In Rome, when monumentally depicted emperors or public figures were overthrown or otherwise fell from grace, their artistic representations were mutilated after their deaths as part of a systematic, public effort to erase their memory. 13 See generally Eric R. Varner, Mutilation and Transformation: Damnatio Memoriae and Roman Imperial Portraiture 1-20 (2004) (providing an overview of the centrality of monuments to Roman culture and the practice of damnatio). This process—commonly known as damnatio memoriae—often started with a senate decree that provided, in addition to a ban on the disgraced individual’s remembrance, ordinary punishments such as confiscation of property. 14 See, e.g., Harriet I. Flower, Rethinking “Damnatio Memoriae:” The Case of Cn.
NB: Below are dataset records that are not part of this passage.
//! Peer Identities
//!
//! Keys that distinguish one remote counterpart from another. Before a
//! handshake only the network endpoint is known (`IpEndpoint`); afterwards the
//! logical node on the other end (`NodeId`). Both are immutable lookup keys.

use crate::error::{Result, TransportError};
use crate::message::EndpointMessage;
use serde::{Deserialize, Serialize};
use std::fmt;
use std::hash::Hash;
use std::net::SocketAddr;
use std::str::FromStr;
use uuid::Uuid;

/// Key type a dispatcher can demultiplex on
pub trait PeerId: Clone + Eq + Ord + Hash + fmt::Debug + Send + 'static {
    /// Destination of an outbound message in this identity domain, if the
    /// message's routing metadata carries one
    fn destination(message: &EndpointMessage) -> Option<Self>;
}

/// Opaque identifier of a node (one running process of the runtime)
#[derive(Debug, Clone, PartialEq, Eq, PartialOrd, Ord, Hash, Serialize, Deserialize)]
pub struct NodeId(String);

impl NodeId {
    /// Derive a node id from a locator URI such as `tcp://host:4242`
    pub fn from_uri(uri: &str) -> Result<Self> {
        let trimmed = uri.trim();
        if trimmed.is_empty() {
            return Err(TransportError::configuration(
                "node URI must not be empty",
                Some("node_id"),
            ));
        }
        if !trimmed.contains(':') {
            return Err(TransportError::configuration(
                format!("node URI '{}' has no scheme", trimmed),
                Some("node_id"),
            ));
        }
        Ok(Self(trimmed.to_string()))
    }

    /// Generate a process-unique node id
    pub fn random() -> Self {
        Self(format!("node:{}", Uuid::new_v4().simple()))
    }

    /// Raw textual form
    pub fn as_str(&self) -> &str {
        &self.0
    }
}

impl fmt::Display for NodeId {
    fn fmt(&self, f: &mut fmt::Formatter<'_>) -> fmt::Result {
        f.write_str(&self.0)
    }
}

impl FromStr for NodeId {
    type Err = TransportError;

    fn from_str(s: &str) -> Result<Self> {
        Self::from_uri(s)
    }
}

impl PeerId for NodeId {
    fn destination(message: &EndpointMessage) -> Option<Self> {
        Some(message.receiver.clone())
    }
}

/// Network endpoint (address + port) of a peer
#[derive(Debug, Clone, Copy, PartialEq, Eq, PartialOrd, Ord, Hash, Serialize, Deserialize)]
pub struct IpEndpoint(SocketAddr);

impl IpEndpoint {
    pub fn new(addr: SocketAddr) -> Self {
        Self(addr)
    }

    pub fn addr(&self) -> SocketAddr {
        self.0
    }

    pub fn port(&self) -> u16 {
        self.0.port()
    }
}

impl From<SocketAddr> for IpEndpoint {
    fn from(addr: SocketAddr) -> Self {
        Self(addr)
    }
}

impl fmt::Display for IpEndpoint {
    fn fmt(&self, f: &mut fmt::Formatter<'_>) -> fmt::Result {
        fmt::Display::fmt(&self.0, f)
    }
}

impl FromStr for IpEndpoint {
    type Err = TransportError;

    fn from_str(s: &str) -> Result<Self> {
        s.parse::<SocketAddr>().map(Self).map_err(|e| {
            TransportError::configuration(
                format!("invalid endpoint '{}': {}", s, e),
                Some("endpoint"),
            )
        })
    }
}

impl PeerId for IpEndpoint {
    fn destination(message: &EndpointMessage) -> Option<Self> {
        message.endpoint
    }
}

#[cfg(test)]
mod tests {
    use super::*;
    use bytes::Bytes;

    #[test]
    fn test_endpoint_parsing() {
        let ep: IpEndpoint = "[::1]:1".parse().unwrap();
        assert_eq!(ep.port(), 1);
        assert!(ep.addr().is_ipv6());

        let v4: IpEndpoint = "10.0.0.1:4242".parse().unwrap();
        assert_eq!(v4.to_string(), "10.0.0.1:4242");

        assert!("not-an-endpoint".parse::<IpEndpoint>().is_err());
    }

    #[test]
    fn test_node_id_equality_is_by_value() {
        let a = NodeId::from_uri("http:file?a=1&b=2").unwrap();
        let b: NodeId = "http:file?a=1&b=2".parse().unwrap();
        assert_eq!(a, b);
        assert_ne!(a, NodeId::from_uri("http:file#42").unwrap());
        assert_ne!(NodeId::random(), NodeId::random());
    }

    #[test]
    fn test_node_id_rejects_garbage() {
        assert!(NodeId::from_uri("").is_err());
        assert!(NodeId::from_uri("plainname").is_err());
    }

    #[test]
    fn test_destination_per_domain() {
        let receiver = NodeId::from_uri("tcp://peer:1").unwrap();
        let msg = EndpointMessage::new(receiver.clone(), Bytes::from_static(b"x"));
        assert_eq!(NodeId::destination(&msg), Some(receiver.clone()));
        assert_eq!(IpEndpoint::destination(&msg), None);

        let ep: IpEndpoint = "[fe80::2:34]:12345".parse().unwrap();
        let msg = msg.with_endpoint(ep);
        assert_eq!(IpEndpoint::destination(&msg), Some(ep));
    }
}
Calpurnius Piso Pater in AD 20, 17 Classical Antiquity 155, 163 (1998). For background on Roman Senate decrees (senatus consulta—legislative directives that gradually became legally binding in the imperial period), see Paul du Plessis, Borkowski’s Textbook on Roman Law 40 (5th ed. 2015). Mechanisms of condemning memory varied but almost always involved the wholesale destruction of statues, removal of names from public inscriptions and documents, scrubbing of the individuals’ faces from paintings, obliteration of any representations on the circulated currency (usually bronze or silver coins), and, in the case of emperors, abolition of their acts. 15 See, e.g., Kleiner, supra note 10, at 10; Eric R. Varner, Portraits, Plots, and Politics: Damnatio Memoriae and the Images of Imperial Women, 46 Memoirs Am. Acad. Rome 41, 41 (2001). It is worth noting that there were antecedents to the full-fledged Roman procedure of damnatio memoriae: Egyptians often carved the noses and eyes out of statues of disgraced rulers, and ancient Greeks often mutilated monuments of tyrants to erase their memory. See Varner, supra note 13, at 13-15. Other common procedures included banning the display of the condemned person’s images at funerals, confiscating and burning his written works, annulling his wills, and even prohibiting the future use of his name within his family. 16 See John Balsdon & Barbara Levick, Damnatio Memoriae, in Oxford Classical Dictionary (2015). High-profile public figures subject to this punishment also had private commemorations of them destroyed (for example, paintings held by the children of the condemned in private residences). 17 See Flower, supra note 14, at 160-61.

The memory of traitors and tyrants was most frequently condemned. A contemporaneous Roman account suggested that deposing a tyrant was customarily accompanied by decapitating his statues and superimposing the head of the conqueror—usually the next emperor—onto the decapitated statue to signal political change. 18 Varner, supra note 13, at 1. This aspect of damnatio as a penalty also evinces the transformative potential of a legal practice: Public scrutiny of civic symbols can result not only in destruction, but also in molding representations of the past to welcome a new social reality. 19 See infra Part II.C.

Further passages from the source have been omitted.